Jagger’s family, too, had been slaughtered. He’d wedged himself into a dresser drawer and the cops had found him there three days later in a state of shock and near death. He had been four at the time.

Kael shook his head as he remembered that first nest they’d come upon. Those were not memories he wanted to replay right then. Distractedly, he rubbed the tattoo above his heart, his name, which meant “warrior” in Gaelic, surrounded by the first protective rune he’d gotten inked. That was twenty runes ago. Each death, each vampire he removed from existence, and he’d gone and gotten a new tattoo. For Kael this break was something he could feel he needed desperately.
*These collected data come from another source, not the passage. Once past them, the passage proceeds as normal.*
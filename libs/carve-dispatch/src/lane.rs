//! # Worker Lane
//!
//! One dedicated worker thread, reused across requests, fed by a
//! single-slot request channel. Each request carries its own one-shot
//! response channel; the returned [`TaskHandle`] is the future side of
//! that channel.
//!
//! A lane accepts one in-flight request at a time. Dropping a handle is
//! the only cancellation: the worker still finishes and its unconsumed
//! response send is ignored, not treated as an error.

use std::sync::atomic::{AtomicBool, Ordering};
use std::sync::Arc;
use std::thread::JoinHandle;

use crossbeam_channel::{bounded, Receiver, Sender, TryRecvError};
use tracing::{debug, warn};

use carve_mesh::GeometryError;

/// Worker threads get a generous stack: BSP clipping recursion depth
/// scales with mesh size.
const LANE_STACK_SIZE: usize = 16 * 1024 * 1024;

/// The pending result of a dispatched request.
#[derive(Debug)]
pub struct TaskHandle<T> {
    receiver: Receiver<T>,
}

impl<T> TaskHandle<T> {
    /// Non-blocking check for the result.
    ///
    /// Returns `None` while the worker is still computing. A disconnected
    /// channel means the worker died mid-request and settles the handle
    /// with [`GeometryError::WorkerUnavailable`].
    pub fn poll(&mut self) -> Option<Result<T, GeometryError>> {
        match self.receiver.try_recv() {
            Ok(value) => Some(Ok(value)),
            Err(TryRecvError::Empty) => None,
            Err(TryRecvError::Disconnected) => Some(Err(GeometryError::worker_unavailable(
                "worker died before responding",
            ))),
        }
    }

    /// Blocks until the worker responds.
    pub fn wait(self) -> Result<T, GeometryError> {
        self.receiver
            .recv()
            .map_err(|_| GeometryError::worker_unavailable("worker died before responding"))
    }
}

/// A single reused worker thread processing one request at a time.
pub struct WorkerLane<Req, Resp> {
    name: &'static str,
    sender: Option<Sender<(Req, Sender<Resp>)>>,
    in_flight: Arc<AtomicBool>,
    thread: Option<JoinHandle<()>>,
}

impl<Req, Resp> WorkerLane<Req, Resp>
where
    Req: Send + 'static,
    Resp: Send + 'static,
{
    /// Spawns the lane's worker thread.
    pub fn spawn(
        name: &'static str,
        work: impl Fn(Req) -> Resp + Send + 'static,
    ) -> Result<Self, GeometryError> {
        let (sender, receiver) = bounded::<(Req, Sender<Resp>)>(1);
        let in_flight = Arc::new(AtomicBool::new(false));
        let worker_flag = Arc::clone(&in_flight);

        let thread = std::thread::Builder::new()
            .name(format!("carve-{name}"))
            .stack_size(LANE_STACK_SIZE)
            .spawn(move || {
                for (request, respond) in receiver.iter() {
                    let response = work(request);
                    // Free the lane before responding so a caller woken by
                    // the response can dispatch again immediately.
                    worker_flag.store(false, Ordering::Release);
                    // A dropped handle means the caller gave up waiting;
                    // the finished result is simply discarded.
                    let _ = respond.send(response);
                }
            })
            .map_err(|e| {
                GeometryError::worker_unavailable(format!("failed to spawn {name} lane: {e}"))
            })?;

        debug!(lane = name, "worker lane started");
        Ok(Self {
            name,
            sender: Some(sender),
            in_flight,
            thread: Some(thread),
        })
    }

    /// Submits a request, returning the handle for its response.
    ///
    /// # Errors
    ///
    /// - [`GeometryError::InvalidInput`] if a request is already in
    ///   flight: per-lane requests are strictly one at a time, and
    ///   overlapping them is a caller bug.
    /// - [`GeometryError::WorkerUnavailable`] if the worker thread has
    ///   died; the lane must be respawned.
    pub fn submit(&self, request: Req) -> Result<TaskHandle<Resp>, GeometryError> {
        // A crashed worker is reported as unavailable, not busy.
        let sender = match &self.sender {
            Some(sender) if self.thread.as_ref().is_some_and(|t| !t.is_finished()) => sender,
            _ => {
                warn!(lane = self.name, "worker lane is dead");
                return Err(GeometryError::worker_unavailable(format!(
                    "{} lane is dead and must be respawned",
                    self.name
                )));
            }
        };

        if self
            .in_flight
            .compare_exchange(false, true, Ordering::AcqRel, Ordering::Acquire)
            .is_err()
        {
            return Err(GeometryError::invalid_input(format!(
                "{} lane already has a request in flight",
                self.name
            )));
        }

        let (respond, receiver) = bounded(1);
        if sender.send((request, respond)).is_err() {
            warn!(lane = self.name, "worker lane is dead");
            return Err(GeometryError::worker_unavailable(format!(
                "{} lane is dead and must be respawned",
                self.name
            )));
        }

        Ok(TaskHandle { receiver })
    }
}

impl<Req, Resp> Drop for WorkerLane<Req, Resp> {
    fn drop(&mut self) {
        // Closing the request channel ends the worker loop; any in-flight
        // handle settles to WorkerUnavailable when the response sender is
        // dropped with it.
        drop(self.sender.take());
        if let Some(thread) = self.thread.take() {
            let _ = thread.join();
        }
        debug!(lane = self.name, "worker lane stopped");
    }
}
//! # Carve Dispatch
//!
//! Runs the boolean evaluator and the island segmenter off the
//! interactive thread: one dedicated, reused worker lane per operation
//! kind, one in-flight request per lane.
//!
//! The interactive thread never blocks unless it chooses to `wait()`; it
//! can `poll()` a handle each frame and carry on. Requests within a lane
//! are processed strictly in submission order because each lane is a
//! single thread; requests to different lanes are unordered relative to
//! each other.
//!
//! Payloads are moved into requests and never readable by the sender
//! afterwards — the one-shot ownership transfer the whole pipeline is
//! built on.

mod lane;
pub mod protocol;

use carve_csg::{evaluate, BooleanOp};
use carve_islands::segment;
use carve_mesh::{GeometryError, MeshBuffer};
use tracing::debug;

use lane::{TaskHandle, WorkerLane};
use protocol::{CsgRequest, CsgResponse, SegmentRequest, SegmentResponse};

// =============================================================================
// TASKS
// =============================================================================

/// Pending boolean evaluation.
#[derive(Debug)]
pub struct CsgTask(TaskHandle<CsgResponse>);

impl CsgTask {
    /// Non-blocking check; `None` while the worker is computing.
    pub fn poll(&mut self) -> Option<Result<MeshBuffer, GeometryError>> {
        self.0.poll().map(|r| r.and_then(convert_csg))
    }

    /// Blocks until the boolean settles.
    pub fn wait(self) -> Result<MeshBuffer, GeometryError> {
        self.0.wait().and_then(convert_csg)
    }
}

/// Pending segmentation.
pub struct SegmentTask(TaskHandle<SegmentResponse>);

impl SegmentTask {
    /// Non-blocking check; `None` while the worker is computing.
    pub fn poll(&mut self) -> Option<Result<Vec<MeshBuffer>, GeometryError>> {
        self.0.poll().map(|r| r.and_then(convert_segment))
    }

    /// Blocks until the segmentation settles.
    pub fn wait(self) -> Result<Vec<MeshBuffer>, GeometryError> {
        self.0.wait().and_then(convert_segment)
    }
}

fn convert_csg(response: CsgResponse) -> Result<MeshBuffer, GeometryError> {
    match response {
        CsgResponse::Success(mesh) => Ok(mesh),
        CsgResponse::Failure(message) => Err(GeometryError::evaluation_failed(message)),
    }
}

fn convert_segment(response: SegmentResponse) -> Result<Vec<MeshBuffer>, GeometryError> {
    match response {
        SegmentResponse::Success(islands) => Ok(islands),
        SegmentResponse::Failure(message) => Err(GeometryError::evaluation_failed(message)),
    }
}

// =============================================================================
// DISPATCHER
// =============================================================================

/// Owns the two worker lanes and correlates requests with responses.
///
/// Dropping the dispatcher terminates both workers; a worker finishes the
/// request it is on, and handles outliving the dispatcher settle rather
/// than hang.
pub struct TaskDispatcher {
    csg: WorkerLane<CsgRequest, CsgResponse>,
    segment: WorkerLane<SegmentRequest, SegmentResponse>,
}

impl TaskDispatcher {
    /// Spawns both worker lanes.
    pub fn new() -> Result<Self, GeometryError> {
        Ok(Self {
            csg: csg_lane()?,
            segment: segment_lane()?,
        })
    }

    /// Dispatches a boolean evaluation to the CSG lane.
    ///
    /// Buffers are validated eagerly so an invalid input fails the call
    /// without occupying the lane, then moved into the request.
    pub fn dispatch_csg(
        &self,
        a: MeshBuffer,
        b: MeshBuffer,
        op: BooleanOp,
    ) -> Result<CsgTask, GeometryError> {
        a.validate()?;
        b.validate()?;
        debug!(?op, a_triangles = a.triangle_count(), b_triangles = b.triangle_count(),
            "dispatching boolean");
        let handle = self.csg.submit(CsgRequest { op, a, b })?;
        Ok(CsgTask(handle))
    }

    /// Dispatches a segmentation to the segment lane.
    ///
    /// The buffer is expanded to non-indexed soup before it crosses the
    /// boundary, matching the wire contract.
    pub fn dispatch_segment(&self, mesh: MeshBuffer) -> Result<SegmentTask, GeometryError> {
        mesh.validate()?;
        let soup = mesh.deindexed();
        debug!(triangles = soup.triangle_count(), "dispatching segmentation");
        let handle = self.segment.submit(SegmentRequest {
            positions: soup.positions,
            normals: soup.normals,
        })?;
        Ok(SegmentTask(handle))
    }

    /// Replaces a dead CSG lane with a fresh worker.
    ///
    /// Recovery path for [`GeometryError::WorkerUnavailable`]; the caller
    /// may then retry the same request.
    pub fn respawn_csg_lane(&mut self) -> Result<(), GeometryError> {
        self.csg = csg_lane()?;
        Ok(())
    }

    /// Replaces a dead segment lane with a fresh worker.
    pub fn respawn_segment_lane(&mut self) -> Result<(), GeometryError> {
        self.segment = segment_lane()?;
        Ok(())
    }
}

fn csg_lane() -> Result<WorkerLane<CsgRequest, CsgResponse>, GeometryError> {
    WorkerLane::spawn("csg", |request: CsgRequest| {
        match evaluate(&request.a, &request.b, request.op) {
            Ok(result) => CsgResponse::Success(result),
            Err(err) => CsgResponse::Failure(err.to_string()),
        }
    })
}

fn segment_lane() -> Result<WorkerLane<SegmentRequest, SegmentResponse>, GeometryError> {
    WorkerLane::spawn("segment", |request: SegmentRequest| {
        let mesh = MeshBuffer {
            positions: request.positions,
            normals: request.normals,
            indices: None,
        };
        SegmentResponse::Success(segment(mesh))
    })
}

// =============================================================================
// TESTS
// =============================================================================

#[cfg(test)]
mod tests {
    use super::*;
    use carve_mesh::primitives::cuboid;
    use glam::{DMat4, DVec3};

    fn cube_at(pos: DVec3, size: f64) -> MeshBuffer {
        let mut mesh = cuboid(DVec3::splat(size), true).unwrap();
        mesh.transform(&DMat4::from_translation(pos));
        mesh
    }

    #[test]
    fn test_dispatch_csg_round_trip() {
        let dispatcher = TaskDispatcher::new().unwrap();
        let target = cube_at(DVec3::ZERO, 1.0);
        let cutter = cube_at(DVec3::ZERO, 4.0);

        let task = dispatcher
            .dispatch_csg(target, cutter, BooleanOp::Subtract)
            .unwrap();
        let result = task.wait().unwrap();
        // Fully consumed target: empty result is a success.
        assert_eq!(result.triangle_count(), 0);
    }

    #[test]
    fn test_dispatch_segment_round_trip() {
        let dispatcher = TaskDispatcher::new().unwrap();
        let mut soup = cube_at(DVec3::ZERO, 1.0);
        soup.merge(cube_at(DVec3::new(10.0, 0.0, 0.0), 1.0));

        let islands = dispatcher.dispatch_segment(soup).unwrap().wait().unwrap();
        assert_eq!(islands.len(), 2);
    }

    #[test]
    fn test_dispatch_full_cut_cycle() {
        let dispatcher = TaskDispatcher::new().unwrap();
        // A slab through the middle splits the cube into two islands.
        let target = cube_at(DVec3::ZERO, 2.0);
        let cutter = cuboid(DVec3::new(0.5, 4.0, 4.0), true).unwrap();

        let carved = dispatcher
            .dispatch_csg(target, cutter, BooleanOp::Subtract)
            .unwrap()
            .wait()
            .unwrap();
        assert!(!carved.is_empty());

        let islands = dispatcher.dispatch_segment(carved).unwrap().wait().unwrap();
        assert_eq!(islands.len(), 2);
    }

    #[test]
    fn test_dispatch_rejects_invalid_buffer_eagerly() {
        let dispatcher = TaskDispatcher::new().unwrap();
        let mut bad = cube_at(DVec3::ZERO, 1.0);
        bad.indices = Some(vec![0, 1, 9999]);

        let err = dispatcher
            .dispatch_csg(bad, MeshBuffer::new(), BooleanOp::Union)
            .unwrap_err();
        assert!(matches!(err, GeometryError::InvalidInput { .. }));

        // The rejection did not occupy the lane.
        let ok = dispatcher
            .dispatch_csg(
                cube_at(DVec3::ZERO, 1.0),
                MeshBuffer::new(),
                BooleanOp::Union,
            )
            .unwrap();
        assert!(ok.wait().is_ok());
    }

    #[test]
    fn test_respawn_lanes() {
        let mut dispatcher = TaskDispatcher::new().unwrap();
        dispatcher.respawn_csg_lane().unwrap();
        dispatcher.respawn_segment_lane().unwrap();

        let result = dispatcher
            .dispatch_csg(
                cube_at(DVec3::ZERO, 1.0),
                cube_at(DVec3::new(5.0, 0.0, 0.0), 1.0),
                BooleanOp::Union,
            )
            .unwrap()
            .wait()
            .unwrap();
        assert_eq!(result.triangle_count(), 24);
    }

    #[test]
    fn test_handle_outlives_dispatcher() {
        let dispatcher = TaskDispatcher::new().unwrap();
        let task = dispatcher
            .dispatch_csg(
                cube_at(DVec3::ZERO, 1.0),
                MeshBuffer::new(),
                BooleanOp::Union,
            )
            .unwrap();
        drop(dispatcher);

        // Teardown drains the queued request before joining, so the
        // handle settles with its result instead of hanging.
        assert!(task.wait().is_ok());
    }
}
Each time he went out on a hunt he felt less and less. Less fear, less sympathy, less guilt. All he had was the pain and the rage and the big dead spaces where he knew other things should reside.

Yes. They all needed a rest, needed to be humans, needed to laugh and play and forget the death for a while. They all needed New Orleans for a whole host of reasons, each one necessary to retain their sanity.